Stored data entries
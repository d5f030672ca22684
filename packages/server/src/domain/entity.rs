//! Entity 定義
//!
//! - `UserProfile`: 接続中ユーザーのプロフィール
//! - `ChatMessage`: Room に記録されたメッセージ
//! - `Room`: メンバーとメッセージログを持つチャットルーム

use super::value_object::{MessageContent, MessageId, RoomId, Timestamp, UserId};

/// Profile of an online user, as asserted by the authentication collaborator.
#[derive(Debug, Clone, PartialEq, Eq)]
pub struct UserProfile {
    pub id: UserId,
    pub name: String,
    pub email: String,
    pub avatar: String,
    /// Room the user most recently joined and has not left.
    pub current_room: Option<RoomId>,
}

impl UserProfile {
    pub fn new(id: UserId, name: String, email: String, avatar: String) -> Self {
        Self {
            id,
            name,
            email,
            avatar,
            current_room: None,
        }
    }

    /// Sender view of this profile, attached to the messages it posts.
    pub fn as_sender(&self) -> MessageSender {
        MessageSender {
            id: self.id.clone(),
            name: self.name.clone(),
            avatar: self.avatar.clone(),
        }
    }

    /// Typing view of this profile.
    pub fn as_typing_user(&self) -> TypingUser {
        TypingUser {
            id: self.id.clone(),
            name: self.name.clone(),
        }
    }
}

/// Sender block embedded in every message.
#[derive(Debug, Clone, PartialEq, Eq)]
pub struct MessageSender {
    pub id: UserId,
    pub name: String,
    pub avatar: String,
}

/// User block embedded in typing signals.
#[derive(Debug, Clone, PartialEq, Eq)]
pub struct TypingUser {
    pub id: UserId,
    pub name: String,
}

/// A message recorded in a room's log.
#[derive(Debug, Clone, PartialEq, Eq)]
pub struct ChatMessage {
    pub id: MessageId,
    pub room_id: RoomId,
    pub content: MessageContent,
    pub sender: MessageSender,
    pub timestamp: Timestamp,
}

/// Default number of messages a room keeps.
pub const DEFAULT_HISTORY_LIMIT: usize = 500;

/// A chat room: members (by user id, join order) and an ordered message log.
#[derive(Debug, Clone, PartialEq, Eq)]
pub struct Room {
    pub id: RoomId,
    pub name: String,
    pub members: Vec<UserProfile>,
    pub messages: Vec<ChatMessage>,
    history_limit: usize,
}

impl Room {
    /// Create an empty room named after its id.
    pub fn new(id: RoomId) -> Self {
        let name = id.default_display_name();
        Self::with_name(id, name)
    }

    pub fn with_name(id: RoomId, name: String) -> Self {
        Self {
            id,
            name,
            members: Vec::new(),
            messages: Vec::new(),
            history_limit: DEFAULT_HISTORY_LIMIT,
        }
    }

    /// Set the number of messages kept; older ones are dropped first.
    pub fn with_history_limit(mut self, history_limit: usize) -> Self {
        self.history_limit = history_limit.max(1);
        self.trim_history();
        self
    }

    pub fn is_member(&self, user_id: &UserId) -> bool {
        self.members.iter().any(|m| &m.id == user_id)
    }

    /// Add a member. Returns `false` (and refreshes the stored profile) when
    /// the user is already a member.
    pub fn add_member(&mut self, profile: UserProfile) -> bool {
        match self.members.iter_mut().find(|m| m.id == profile.id) {
            Some(existing) => {
                *existing = profile;
                false
            }
            None => {
                self.members.push(profile);
                true
            }
        }
    }

    /// Remove a member. Returns `false` when the user was not a member.
    pub fn remove_member(&mut self, user_id: &UserId) -> bool {
        let before = self.members.len();
        self.members.retain(|m| &m.id != user_id);
        self.members.len() != before
    }

    pub fn member_ids(&self) -> Vec<UserId> {
        self.members.iter().map(|m| m.id.clone()).collect()
    }

    /// Timestamp of the newest message, if any.
    pub fn last_timestamp(&self) -> Option<Timestamp> {
        self.messages.last().map(|m| m.timestamp)
    }

    /// Record a new message.
    ///
    /// The stored timestamp is `max(now, newest timestamp in the room)` so the
    /// log stays monotonic even if the clock steps backwards.
    pub fn post(
        &mut self,
        content: MessageContent,
        sender: MessageSender,
        now: Timestamp,
    ) -> ChatMessage {
        let timestamp = match self.last_timestamp() {
            Some(last) if last > now => last,
            _ => now,
        };
        let message = ChatMessage {
            id: MessageId::generate(),
            room_id: self.id.clone(),
            content,
            sender,
            timestamp,
        };
        self.messages.push(message.clone());
        self.trim_history();
        message
    }

    /// Insert a message recorded elsewhere (replica import).
    ///
    /// Returns `false` if a message with the same id is already held. The log
    /// stays ordered by timestamp; equal timestamps keep arrival order.
    pub fn import_message(&mut self, message: ChatMessage) -> bool {
        if self.messages.iter().any(|m| m.id == message.id) {
            return false;
        }
        let position = self
            .messages
            .iter()
            .rposition(|m| m.timestamp <= message.timestamp)
            .map(|i| i + 1)
            .unwrap_or(0);
        self.messages.insert(position, message);
        self.trim_history();
        true
    }

    fn trim_history(&mut self) {
        if self.messages.len() > self.history_limit {
            let excess = self.messages.len() - self.history_limit;
            self.messages.drain(..excess);
        }
    }
}
//! Repository trait 定義
//!
//! ドメイン層が必要とするデータアクセスのインターフェースを定義します。
//! 具体的な実装は Infrastructure 層が提供します（依存性の逆転）。

use async_trait::async_trait;

use super::{
    entity::{ChatMessage, MessageSender, Room, UserProfile},
    error::RepositoryError,
    value_object::{ConnectionId, MessageContent, RoomId, Timestamp, UserId},
};

/// Result of binding a profile to a connection.
#[derive(Debug, Clone, PartialEq, Eq, Default)]
pub struct PresenceChange {
    /// Connection the user was bound to before, when it differs from the new one.
    pub replaced_connection: Option<ConnectionId>,
    /// Rooms whose roster entry for this user changed (name, avatar, ...).
    pub refreshed_rooms: Vec<RoomId>,
}

/// Result of a join.
#[derive(Debug, Clone, PartialEq, Eq)]
pub struct JoinOutcome {
    pub room_id: RoomId,
    pub room_name: String,
    /// Roster after the join, in join order.
    pub roster: Vec<UserProfile>,
    /// Backlog to replay to the joiner.
    pub history: Vec<ChatMessage>,
    /// `false` when the user was already a member.
    pub newly_joined: bool,
}

/// Result of a leave.
#[derive(Debug, Clone, PartialEq, Eq)]
pub struct LeaveOutcome {
    pub room_id: RoomId,
    /// Roster after the leave.
    pub roster: Vec<UserProfile>,
    /// `false` when the user was not a member.
    pub removed: bool,
}

/// Chat Repository trait
///
/// Presence（接続 → プロフィール）と Room（メンバー・メッセージログ）を保持するストア。
/// UseCase 層はこの trait に依存し、Infrastructure 層の具体的な実装には依存しない。
#[async_trait]
pub trait ChatRepository: Send + Sync {
    /// Bind `profile` to `connection_id`.
    ///
    /// A user is bound to at most one connection: binding the same user id from
    /// a new connection replaces the old binding.
    async fn bind_presence(
        &self,
        connection_id: ConnectionId,
        profile: UserProfile,
    ) -> PresenceChange;

    /// Remove the profile bound to `connection_id`, if this connection still owns it.
    async fn remove_presence(&self, connection_id: &ConnectionId) -> Option<UserProfile>;

    /// Profile announced by `connection_id`.
    async fn profile_of(&self, connection_id: &ConnectionId) -> Option<UserProfile>;

    /// Connection currently bound to `user_id`.
    async fn connection_of(&self, user_id: &UserId) -> Option<ConnectionId>;

    /// Every online user, in announce order.
    async fn active_users(&self) -> Vec<UserProfile>;

    /// Add `profile` to a room. When `create_if_missing` is false an unknown
    /// room fails with `RoomNotFound`.
    async fn join_room(
        &self,
        room_id: &RoomId,
        profile: UserProfile,
        create_if_missing: bool,
    ) -> Result<JoinOutcome, RepositoryError>;

    /// Remove a user from a room.
    async fn leave_room(
        &self,
        room_id: &RoomId,
        user_id: &UserId,
    ) -> Result<LeaveOutcome, RepositoryError>;

    /// Remove a user from every room. Returns the rooms left with their new rosters.
    async fn leave_all_rooms(&self, user_id: &UserId) -> Vec<LeaveOutcome>;

    /// Record a message, assigning its id and timestamp.
    async fn append_message(
        &self,
        room_id: &RoomId,
        content: MessageContent,
        sender: MessageSender,
        now: Timestamp,
    ) -> Result<ChatMessage, RepositoryError>;

    /// Connections bound to the members of a room.
    async fn room_connections(&self, room_id: &RoomId) -> Result<Vec<ConnectionId>, RepositoryError>;

    async fn get_room(&self, room_id: &RoomId) -> Result<Room, RepositoryError>;

    /// Every room, ordered by id.
    async fn list_rooms(&self) -> Vec<Room>;
}

/// History store behind the REST message endpoints.
#[async_trait]
pub trait HistoryRepository: Send + Sync {
    /// Messages persisted for a room, oldest first.
    async fn fetch(&self, room_id: &RoomId) -> Vec<ChatMessage>;

    async fn append(&self, message: ChatMessage);
}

Work instruction: Looking at the records above, return exactly the lines from the line with "the old binding." to the line with "async fn connection_of(&self, user_id: &UserId)", both ends included.

Reply to the task:
    /// a new connection replaces the old binding.
    async fn bind_presence(
        &self,
        connection_id: ConnectionId,
        profile: UserProfile,
    ) -> PresenceChange;

    /// Remove the profile bound to `connection_id`, if this connection still owns it.
    async fn remove_presence(&self, connection_id: &ConnectionId) -> Option<UserProfile>;

    /// Profile announced by `connection_id`.
    async fn profile_of(&self, connection_id: &ConnectionId) -> Option<UserProfile>;

    /// Connection currently bound to `user_id`.
    async fn connection_of(&self, user_id: &UserId) -> Option<ConnectionId>;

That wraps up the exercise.